Мы, конечно, устраивали в «Олд Крофте» вечеринки, во время которых не спали до утра, но это было из-за того, что мы непрерывно смотрели «Башни Фолти». Были только я и ребята из Brand X; мы сидели вокруг телевизора всю ночь в доме, который находился в конце гравийной дороги в Суррей. Ближайший сосед – вышедший на пенсию генерал Линг – жил в милом коттедже. Вы бы видели его клумбы – как картинка на открытке. Мы веселились и играли, стреляли друг в друга из игрушечных пистолетов, что, должно быть, немного приводило в замешательство нашего соседа-ветерана.
Мы даже сделали это в альбоме – в Product Робин Ламли добавил «звуки выстрелов и звук бензопилы» – и на концерте, когда парни играли джаз, нарядившись в ковбоев и индейцев. Наши концерты были слегка безумными и даже немного пугающими, со звуками блеяния овец и лая собак. Brand X помогли мне немного отвлечься. Но только немного.
Но все это бурное веселье (каким бы приятным и действительно полезным для меня оно ни было) должно было рано или поздно закончиться. Я слишком сильно любил работать и создавать музыку. Поэтому я закончил все вечеринки, парни съехали из моего дома. И я сел писать… Хотя я не понимал, что писал. Еще не понимал.
Итак, снова за работу.
Когда мы были в Японии, нам предложили (бесплатно) новейшие драм-машины Roland, только что с производства. CR-78 были передовой технологией в мире музыки. Мне сказали, что это был звук будущего. По моему мнению, это был прогресс по сравнению с прежними барабанами, но все равно они оказались слишком ограниченными в возможностях. Майк и Тони взяли себе по одной установке. Но я был барабанщиком. Зачем мне нужна была драм-машина – будущее, которое отправило бы меня в прошлое? Я сказал: «Спасибо, но нет».
По приезде в Англию мы втроем подумали, что нам было бы полезно разделиться и записать свои идеи для песен дома. В конце семидесятых становилось популярно иметь дома собственную студию.

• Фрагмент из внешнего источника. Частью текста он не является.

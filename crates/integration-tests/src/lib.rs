//! Integration test harness for Leafspring CRM.
//!
//! [`TestContext::start`] boots the real router on an ephemeral port over a
//! fresh data file, pointed at a [`FakeUpstream`] that plays scripted
//! chat-completion replies and records every request it receives.
//!
//! # Running Tests
//!
//! ```bash
//! cargo test -p leafspring-crm-integration-tests
//! ```
//!
//! No external services are needed.

#![allow(clippy::missing_panics_doc, clippy::expect_used)]

use std::collections::VecDeque;
use std::net::SocketAddr;
use std::path::PathBuf;
use std::sync::{Arc, Mutex};

use axum::{
    Json, Router,
    extract::State,
    http::{HeaderMap, StatusCode, header::AUTHORIZATION},
    routing::post,
};
use reqwest::Method;
use serde_json::{Value, json};

use leafspring_crm_server::config::CrmConfig;
use leafspring_crm_server::routes;
use leafspring_crm_server::state::AppState;

/// Password of the seeded `admin` user.
pub const ADMIN_PASSWORD: &str = "Leaf-spring-Q7x!";

// =============================================================================
// Fake upstream
// =============================================================================

/// One scripted upstream reply.
#[derive(Debug, Clone)]
pub struct UpstreamReply {
    status: StatusCode,
    body: Value,
}

impl UpstreamReply {
    /// A final answer.
    #[must_use]
    pub fn answer(content: &str) -> Self {
        Self {
            status: StatusCode::OK,
            body: json!({
                "id": "cmpl-1",
                "choices": [{
                    "index": 0,
                    "message": { "role": "assistant", "content": content },
                    "finish_reason": "stop"
                }]
            }),
        }
    }

    /// A request to call the built-in tool `name`.
    #[must_use]
    pub fn tool_call(id: &str, name: &str, arguments: &str) -> Self {
        Self {
            status: StatusCode::OK,
            body: json!({
                "id": "cmpl-2",
                "choices": [{
                    "index": 0,
                    "message": {
                        "role": "assistant",
                        "content": "",
                        "tool_calls": [{
                            "id": id,
                            "type": "builtin_function",
                            "function": { "name": name, "arguments": arguments }
                        }]
                    },
                    "finish_reason": "tool_calls"
                }]
            }),
        }
    }

    /// An error envelope with an HTTP status.
    #[must_use]
    pub fn error(status: u16, message: &str) -> Self {
        Self {
            status: StatusCode::from_u16(status).expect("status"),
            body: json!({ "error": { "message": message, "type": "server_error" } }),
        }
    }
}

/// A request the fake upstream received.
#[derive(Debug, Clone)]
pub struct RecordedRequest {
    pub authorization: Option<String>,
    pub body: Value,
}

#[derive(Default)]
struct UpstreamState {
    replies: Mutex<VecDeque<UpstreamReply>>,
    requests: Mutex<Vec<RecordedRequest>>,
}

/// Chat-completion endpoint serving scripted replies.
#[derive(Clone)]
pub struct FakeUpstream {
    url: String,
    state: Arc<UpstreamState>,
}

impl FakeUpstream {
    /// Start serving `replies` in order on an ephemeral port.
    pub async fn start(replies: Vec<UpstreamReply>) -> Self {
        let state = Arc::new(UpstreamState {
            replies: Mutex::new(replies.into()),
            requests: Mutex::default(),
        });

        let app = Router::new()
            .route("/v1/chat/completions", post(complete))
            .with_state(Arc::clone(&state));
        let addr = serve(app).await;

        Self {
            url: format!("http://{addr}/v1/chat/completions"),
            state,
        }
    }

    /// Endpoint URL.
    #[must_use]
    pub fn url(&self) -> &str {
        &self.url
    }

    /// Every request received so far.
    #[must_use]
    pub fn requests(&self) -> Vec<RecordedRequest> {
        self.state.requests.lock().expect("requests lock").clone()
    }
}

async fn complete(
    State(state): State<Arc<UpstreamState>>,
    headers: HeaderMap,
    Json(body): Json<Value>,
) -> (StatusCode, Json<Value>) {
    state
        .requests
        .lock()
        .expect("requests lock")
        .push(RecordedRequest {
            authorization: headers
                .get(AUTHORIZATION)
                .and_then(|v| v.to_str().ok())
                .map(String::from),
            body,
        });

    let reply = state.replies.lock().expect("replies lock").pop_front();
    match reply {
        Some(reply) => (reply.status, Json(reply.body)),
        None => (
            StatusCode::INTERNAL_SERVER_ERROR,
            Json(json!({ "error": { "message": "no scripted reply" } })),
        ),
    }
}

async fn serve(app: Router) -> SocketAddr {
    let listener = tokio::net::TcpListener::bind("127.0.0.1:0")
        .await
        .expect("bind");
    let addr = listener.local_addr().expect("local addr");
    tokio::spawn(async move {
        axum::serve(listener, app).await.expect("serve");
    });
    addr
}

// =============================================================================
// Test context
// =============================================================================

/// A running CRM server plus its fake upstream.
pub struct TestContext {
    pub client: reqwest::Client,
    pub base_url: String,
    pub data_file: PathBuf,
    pub upstream: FakeUpstream,
}

impl TestContext {
    /// Boot a server over a fresh data file with `replies` scripted upstream.
    pub async fn start(replies: Vec<UpstreamReply>) -> Self {
        let upstream = FakeUpstream::start(replies).await;
        let llm_url = upstream.url().to_string();
        Self::boot(upstream, llm_url).await
    }

    /// Boot a server whose LLM endpoint is a closed local port.
    ///
    /// Every upstream call fails to connect; `upstream` stays idle.
    pub async fn start_unreachable() -> Self {
        let listener = tokio::net::TcpListener::bind("127.0.0.1:0")
            .await
            .expect("bind");
        let addr = listener.local_addr().expect("local addr");
        drop(listener);

        let upstream = FakeUpstream::start(Vec::new()).await;
        Self::boot(upstream, format!("http://{addr}/v1/chat/completions")).await
    }

    async fn boot(upstream: FakeUpstream, llm_url: String) -> Self {
        let data_file = std::env::temp_dir()
            .join(format!("leafspring-it-{}", uuid::Uuid::new_v4()))
            .join("crm.json");

        let vars = [
            ("CRM_DATA_FILE", data_file.display().to_string()),
            ("CRM_ADMIN_PASSWORD", ADMIN_PASSWORD.to_string()),
            ("LLM_API_URL", llm_url),
        ];
        let config = CrmConfig::from_vars(|key| {
            vars.iter()
                .find(|(k, _)| *k == key)
                .map(|(_, v)| v.clone())
        })
        .expect("config");

        let state = AppState::bootstrap(config).await.expect("bootstrap");
        let addr = serve(routes::app(state)).await;

        Self {
            client: reqwest::Client::new(),
            base_url: format!("http://{addr}"),
            data_file,
            upstream,
        }
    }

    /// Log in as `admin` and return the bearer token.
    pub async fn admin_token(&self) -> String {
        let (status, body) = self
            .request(
                Method::POST,
                "/api/login",
                None,
                Some(json!({ "username": "admin", "password": ADMIN_PASSWORD })),
            )
            .await;
        assert_eq!(status, reqwest::StatusCode::OK, "login failed: {body}");
        body["token"].as_str().expect("token").to_string()
    }

    /// Send a request and decode the JSON response (`Null` if not JSON).
    pub async fn request(
        &self,
        method: Method,
        path: &str,
        token: Option<&str>,
        body: Option<Value>,
    ) -> (reqwest::StatusCode, Value) {
        let mut request = self
            .client
            .request(method, format!("{}{path}", self.base_url));
        if let Some(token) = token {
            request = request.bearer_auth(token);
        }
        if let Some(body) = body {
            request = request.json(&body);
        }

        let response = request.send().await.expect("send");
        let status = response.status();
        let body = response.json().await.unwrap_or(Value::Null);
        (status, body)
    }
}
//! User repository.

use tracing::instrument;

use leafspring_crm_core::UserId;

use super::{Store, StoreError};
use crate::models::User;

/// Repository for CRM users.
pub struct UserRepository<'a> {
    store: &'a Store,
}

impl<'a> UserRepository<'a> {
    /// Create a new user repository.
    #[must_use]
    pub const fn new(store: &'a Store) -> Self {
        Self { store }
    }

    /// Get a user by ID.
    #[must_use]
    pub fn get(&self, id: &UserId) -> Option<User> {
        self.store
            .read(|d| d.users.iter().find(|u| &u.id == id).cloned())
    }

    /// Get a user by username.
    #[must_use]
    pub fn get_by_username(&self, username: &str) -> Option<User> {
        self.store
            .read(|d| d.users.iter().find(|u| u.username == username).cloned())
    }

    /// Number of users.
    #[must_use]
    pub fn count(&self) -> usize {
        self.store.read(|d| d.users.len())
    }

    /// Add a user.
    ///
    /// # Errors
    ///
    /// Returns `StoreError::Conflict` if the username is taken, or a
    /// persistence error.
    #[instrument(skip(self, user), fields(username = %user.username))]
    pub async fn create(&self, user: User) -> Result<User, StoreError> {
        self.store
            .mutate(|d| {
                if d.users.iter().any(|u| u.username == user.username) {
                    return Err(StoreError::Conflict(format!(
                        "username '{}' already exists",
                        user.username
                    )));
                }
                d.users.push(user.clone());
                Ok(user)
            })
            .await
    }
}

#[cfg(test)]
mod tests {
    use chrono::Utc;
    use leafspring_crm_core::UserRole;

    use super::*;
    use crate::store::test_support::temp_store;

    fn user(username: &str) -> User {
        User {
            id: UserId::generate(),
            username: username.to_string(),
            name: "Maria Lopes".to_string(),
            role: UserRole::Staff,
            password_hash: "$argon2id$placeholder".to_string(),
            created_at: Utc::now(),
        }
    }

    #[tokio::test]
    async fn test_create_and_lookup() {
        let (store, _) = temp_store().await;
        let repo = UserRepository::new(&store);

        let created = repo.create(user("maria")).await.expect("create");

        assert_eq!(repo.count(), 1);
        assert_eq!(repo.get(&created.id).map(|u| u.username), Some("maria".to_string()));
        assert!(repo.get_by_username("maria").is_some());
        assert!(repo.get_by_username("MARIA").is_none());
    }

    #[tokio::test]
    async fn test_duplicate_username_is_conflict() {
        let (store, _) = temp_store().await;
        let repo = UserRepository::new(&store);

        repo.create(user("maria")).await.expect("create");
        let err = repo.create(user("maria")).await.expect_err("duplicate");

        assert!(matches!(err, StoreError::Conflict(_)));
        assert_eq!(repo.count(), 1);
    }
}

Один из наших давних работников, эксперт в музыкальной технике Джофф Коллинхэм нашел самое лучшее оборудование для записи на дому, и каждый из нас купил его себе. И представляете, я вдруг захотел CR-78. Я решил, что самая большая спальня в доме – которая должна была стать супружеской спальней – будет моей студией. Это показалось мне подходящим новым предназначением для этой комнаты.

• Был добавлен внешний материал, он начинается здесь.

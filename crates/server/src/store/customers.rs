//! Customer repository.

use chrono::Utc;
use serde::Deserialize;
use serde_json::{Map, Value, json};
use tracing::instrument;

use leafspring_crm_core::CustomerId;

use super::{Store, StoreError, filter_value};
use crate::models::{Customer, from_fields, merge_fields};

/// Query parameters for listing customers.
#[derive(Debug, Clone, Default, Deserialize)]
pub struct CustomerFilter {
    /// Case-insensitive substring of name, company or email.
    pub search: Option<String>,
    /// Exact status.
    pub status: Option<String>,
    /// Exact country.
    pub country: Option<String>,
}

impl CustomerFilter {
    fn matches(&self, customer: &Customer) -> bool {
        let keyword = filter_value(self.search.as_ref()).map(str::to_lowercase);
        keyword.is_none_or(|k| customer.matches_keyword(&k))
            && filter_value(self.status.as_ref())
                .is_none_or(|s| customer.status.as_deref() == Some(s))
            && filter_value(self.country.as_ref())
                .is_none_or(|c| customer.country.as_deref() == Some(c))
    }
}

/// Repository for customer records.
pub struct CustomerRepository<'a> {
    store: &'a Store,
}

impl<'a> CustomerRepository<'a> {
    /// Create a new customer repository.
    #[must_use]
    pub const fn new(store: &'a Store) -> Self {
        Self { store }
    }

    /// List customers matching `filter`, in insertion order.
    #[must_use]
    pub fn list(&self, filter: &CustomerFilter) -> Vec<Customer> {
        self.store.read(|d| {
            d.customers
                .iter()
                .filter(|c| filter.matches(c))
                .cloned()
                .collect()
        })
    }

    /// Create a customer from client-supplied fields.
    ///
    /// # Errors
    ///
    /// Returns `StoreError::Invalid` if the fields do not form a customer, or
    /// a persistence error.
    #[instrument(skip(self, fields))]
    pub async fn create(
        &self,
        fields: Map<String, Value>,
        created_by: &str,
    ) -> Result<Customer, StoreError> {
        let customer: Customer = from_fields(
            fields,
            [
                ("id", json!(CustomerId::generate())),
                ("createdAt", json!(Utc::now())),
                ("createdBy", json!(created_by)),
            ],
        )
        .map_err(|e| StoreError::invalid_record(&e))?;

        self.store
            .mutate(|d| {
                d.customers.push(customer.clone());
                Ok::<_, StoreError>(())
            })
            .await?;

        Ok(customer)
    }

    /// Shallow-merge `patch` into an existing customer.
    ///
    /// # Errors
    ///
    /// Returns `StoreError::NotFound` for an unknown ID, `StoreError::Invalid`
    /// if the merged record is invalid, or a persistence error.
    #[instrument(skip(self, patch), fields(customer_id = %id))]
    pub async fn update(
        &self,
        id: &CustomerId,
        mut patch: Map<String, Value>,
    ) -> Result<Customer, StoreError> {
        patch.insert("updatedAt".to_string(), json!(Utc::now()));

        self.store
            .mutate(|d| {
                let slot = d
                    .customers
                    .iter_mut()
                    .find(|c| &c.id == id)
                    .ok_or(StoreError::NotFound)?;
                let merged = merge_fields(&*slot, patch).map_err(|e| StoreError::invalid_record(&e))?;
                *slot = merged.clone();
                Ok(merged)
            })
            .await
    }

    /// Delete a customer.
    ///
    /// Orders and inquiries referring to the customer are kept.
    ///
    /// # Errors
    ///
    /// Returns `StoreError::NotFound` for an unknown ID, or a persistence error.
    #[instrument(skip(self), fields(customer_id = %id))]
    pub async fn delete(&self, id: &CustomerId) -> Result<(), StoreError> {
        self.store
            .mutate(|d| {
                let index = d
                    .customers
                    .iter()
                    .position(|c| &c.id == id)
                    .ok_or(StoreError::NotFound)?;
                d.customers.remove(index);
                Ok(())
            })
            .await
    }
}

Я перетащил туда прямострунное фортепиано 1820 года моей двоюродной бабушки Дейзи. У меня также было фортепиано Fender Rhodes и синтезатор Prophet-5. К счастью, бывшим владельцем «Олд Крофта» был ранее служивший во флоте военный, отличавшийся довольно внушительными габаритами. Я случайно столкнулся с ним в Queen Victoria однажды вечером (он переехал чуть ближе к городу), и он сказал, что в доме были деревянные балки. Он хотел построить из них ванную подходящего для себя размера, но я подложил их под фортепиано и под свое будущее, какую бы форму оно ни собиралось принять.
У меня также была барабанная установка, соперничавшая за место с новой установкой, которую я изначально не хотел. Но вскоре старые барабаны отошли на второй план, так как мне понравилось играть на драм-машине. Может быть, эти современные технологии в конце концов могли бы помочь мне не остаться без работы.
В моей самодельной студии в пустом доме, в котором от любого звука раздавалось эхо, я просто начал возиться со всем оборудованием и играть, во всех смыслах этого слова. Я не ставил перед собой больших целей. Мои технические знания оказались несостоятельными, как только я открыл инструкцию. Если я видел, как что-то двигалось на приборной панели, и затем слышал то, что сыграл, я был счастлив. Это значило, что у меня получилось что-то записать. На тот момент меня даже не особенно интересовало, что именно.
Я поставил очень простую партию на барабанах и импровизировал на восьмидорожечном магнитофоне. Приходил из паба – пообедав там и выпив максимум пару стаканов горького пива – и продолжал валять дурака в студии. За год мои сырые, кривые записи постепенно обрели форму. Но они все равно были только неумелыми кусками. Ничего не было должным образом подготовлено и закончено.